O caos é minha janta.
o brasil morre todos os dias. acordo de luto por aquela formiga que esmaguei no caminho para a escola. de luto por aquele aluno que não captou o verbo "saber" na aula de português, porque curtiu o status de um brasil drogado e bêbado que passou a noite na farra. um minuto de silêncio a todos os mendigos e catadores de panfletos que farão disso um cobertor para sexta a noite. o brasil morre todos os dias.
não acredito em mim. não vejo beleza em qualquer canto do meu canto, e isso me dói. gosto quando o sol queima minha pele e deixa revelar as imperfeições em meu rosto, na alma, nariz e boca. até me agrada a inutilidade em que me coloco, esse nada é misterioso. sou um beco encharcado de sujeira. sou meu próprio abismo.

sou multidão

acho lindo a forma como a multidão soa. o bater de mãos e ombros, a forma como a moça desembaraça o cabelo, o olhar do rapaz para as pernas dessa mesma moça, a vontade da criança em engolir o mundo, o "bom dia" do motorista cansado de tanta cara, o senhor engravatado com a vida no relógio, o olhar certeiro cheio de quartas intenções, segundas, terceiras, quartas, quintas. sou multidão.
me demito. me demito desta vida costumeira que carrego em meus braços, dos fins de tarde solitários em que ninguém põe os pés fora de casa. me demito da comercialização que encontro  em outdoors e em pontos de ônibus cansados. me demito. assinei um contrato com um velho careca chamado mundo.
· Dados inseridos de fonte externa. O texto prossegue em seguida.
//! Phase-space coordinates, batched coordinate collections and integrated orbits.

use anyhow::{bail, Result};
use nalgebra::Vector3;
use serde::{Deserialize, Serialize};

/// A Galactocentric Cartesian phase-space point: position in kpc, velocity in km/s.
#[derive(Debug, Clone, Copy, PartialEq, Serialize, Deserialize)]
pub struct PhaseSpaceCoord {
    pub position: Vector3<f64>,
    pub velocity: Vector3<f64>,
}

impl PhaseSpaceCoord {
    pub fn new(position: Vector3<f64>, velocity: Vector3<f64>) -> Self {
        Self { position, velocity }
    }

    /// Builds a coordinate from cylindrical components (R, phi, z, vR, vT, vz).
    pub fn from_cylindrical(r: f64, phi: f64, z: f64, v_r: f64, v_t: f64, v_z: f64) -> Self {
        let (sin, cos) = phi.sin_cos();
        Self {
            position: Vector3::new(r * cos, r * sin, z),
            velocity: Vector3::new(v_r * cos - v_t * sin, v_r * sin + v_t * cos, v_z),
        }
    }

    /// Position and velocity packed as `[x, y, z, vx, vy, vz]`.
    pub fn to_array(&self) -> [f64; 6] {
        [
            self.position.x,
            self.position.y,
            self.position.z,
            self.velocity.x,
            self.velocity.y,
            self.velocity.z,
        ]
    }
}

/// Several coordinates collapsed into one collection for a single backend call.
#[derive(Debug, Clone, Default, PartialEq)]
pub struct CoordBatch {
    positions: Vec<Vector3<f64>>,
    velocities: Vec<Vector3<f64>>,
}

impl CoordBatch {
    /// Collapses per-pixel coordinates, preserving their order.
    pub fn collapse(coords: impl IntoIterator<Item = PhaseSpaceCoord>) -> Self {
        let (positions, velocities) = coords
            .into_iter()
            .map(|coord| (coord.position, coord.velocity))
            .unzip();
        Self {
            positions,
            velocities,
        }
    }

    pub fn len(&self) -> usize {
        self.positions.len()
    }

    pub fn is_empty(&self) -> bool {
        self.positions.is_empty()
    }

    pub fn get(&self, index: usize) -> Option<PhaseSpaceCoord> {
        Some(PhaseSpaceCoord::new(
            *self.positions.get(index)?,
            *self.velocities.get(index)?,
        ))
    }

    pub fn iter(&self) -> impl ExactSizeIterator<Item = PhaseSpaceCoord> + '_ {
        self.positions
            .iter()
            .zip(&self.velocities)
            .map(|(p, v)| PhaseSpaceCoord::new(*p, *v))
    }
}

/// A sampled trajectory. `times[i]` is in Gyr; the samples share the units of
/// [`PhaseSpaceCoord`].
#[derive(Debug, Clone, Default, PartialEq)]
pub struct Orbit {
    pub times: Vec<f64>,
    pub positions: Vec<Vector3<f64>>,
    pub velocities: Vec<Vector3<f64>>,
}

impl Orbit {
    pub fn with_capacity(samples: usize) -> Self {
        Self {
            times: Vec::with_capacity(samples),
            positions: Vec::with_capacity(samples),
            velocities: Vec::with_capacity(samples),
        }
    }

    /// An orbit that never moves: `samples` copies of `coord`, one per `dt`.
    pub fn stationary(coord: PhaseSpaceCoord, dt: f64, samples: usize) -> Self {
        let mut orbit = Self::with_capacity(samples);
        for i in 0..samples {
            orbit.push(i as f64 * dt, coord);
        }
        orbit
    }

    pub fn push(&mut self, t: f64, coord: PhaseSpaceCoord) {
        self.times.push(t);
        self.positions.push(coord.position);
        self.velocities.push(coord.velocity);
    }

    pub fn len(&self) -> usize {
        self.times.len()
    }

    pub fn is_empty(&self) -> bool {
        self.times.is_empty()
    }

    pub fn initial(&self) -> Option<PhaseSpaceCoord> {
        Some(PhaseSpaceCoord::new(
            *self.positions.first()?,
            *self.velocities.first()?,
        ))
    }

    /// Uniform sampling interval, if the orbit has at least two samples.
    pub fn sample_interval(&self) -> Result<f64> {
        if self.times.len() < 2 {
            bail!("Orbit has fewer than two samples.");
        }
        Ok(self.times[1] - self.times[0])
    }

    /// The time series of one Cartesian position axis (0 = x, 1 = y, 2 = z).
    pub fn axis(&self, axis: usize) -> Vec<f64> {
        self.positions.iter().map(|p| p[axis]).collect()
    }
}

#[cfg(test)]
mod tests {
    use super::*;

    #[test]
    fn cylindrical_conversion_matches_cartesian() {
        let phi = std::f64::consts::FRAC_PI_2;
        let coord = PhaseSpaceCoord::from_cylindrical(2.0, phi, 0.5, 0.0, 200.0, 3.0);
        assert!(coord.position.x.abs() < 1e-12);
        assert!((coord.position.y - 2.0).abs() < 1e-12);
        assert_eq!(coord.position.z, 0.5);
        assert!((coord.velocity.x + 200.0).abs() < 1e-12);
        assert!(coord.velocity.y.abs() < 1e-12);
        assert_eq!(coord.velocity.z, 3.0);
    }

    #[test]
    fn collapse_preserves_order() {
        let coords: Vec<_> = (0..4)
            .map(|i| PhaseSpaceCoord::new(Vector3::new(i as f64, 0.0, 0.0), Vector3::zeros()))
            .collect();
        let batch = CoordBatch::collapse(coords.clone());
        assert_eq!(batch.len(), 4);
        assert_eq!(batch.iter().collect::<Vec<_>>(), coords);
        assert_eq!(batch.get(2), Some(coords[2]));
        assert_eq!(batch.get(4), None);
    }

    #[test]
    fn axes_read_one_coordinate_per_sample() {
        let coord = PhaseSpaceCoord::new(Vector3::new(1.0, 2.0, 3.0), Vector3::zeros());
        let orbit = Orbit::stationary(coord, 0.1, 3);
        assert_eq!(orbit.axis(0), vec![1.0; 3]);
        assert_eq!(orbit.axis(2), vec![3.0; 3]);
        assert!((orbit.sample_interval().expect("interval") - 0.1).abs() < 1e-15);
    }
}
Peço demissão da catástrofe em que me encontro. eu me demito. me demito porque meu escritório psicológico está lotado de arquivos pendentes e a moça do balcão ao lado continua em sua viagem espacial. quero fartura pra vida inteira não quero flores no balcão nem uma sala sem janelas. levo comigo todos os bilhetes da geladeira. me demito. só  me resta o sol.
gosto da ferocidade com que a chuva bate na janela suada de mãos. da rapidez do chão e dos sovacos pingando mar. de tanta música interna num ônibus só. amo a vivacidade de pupilas desconhecidas nas minhas. adoro esse pessoal que eu não conheço e os conheço há uma eternidade.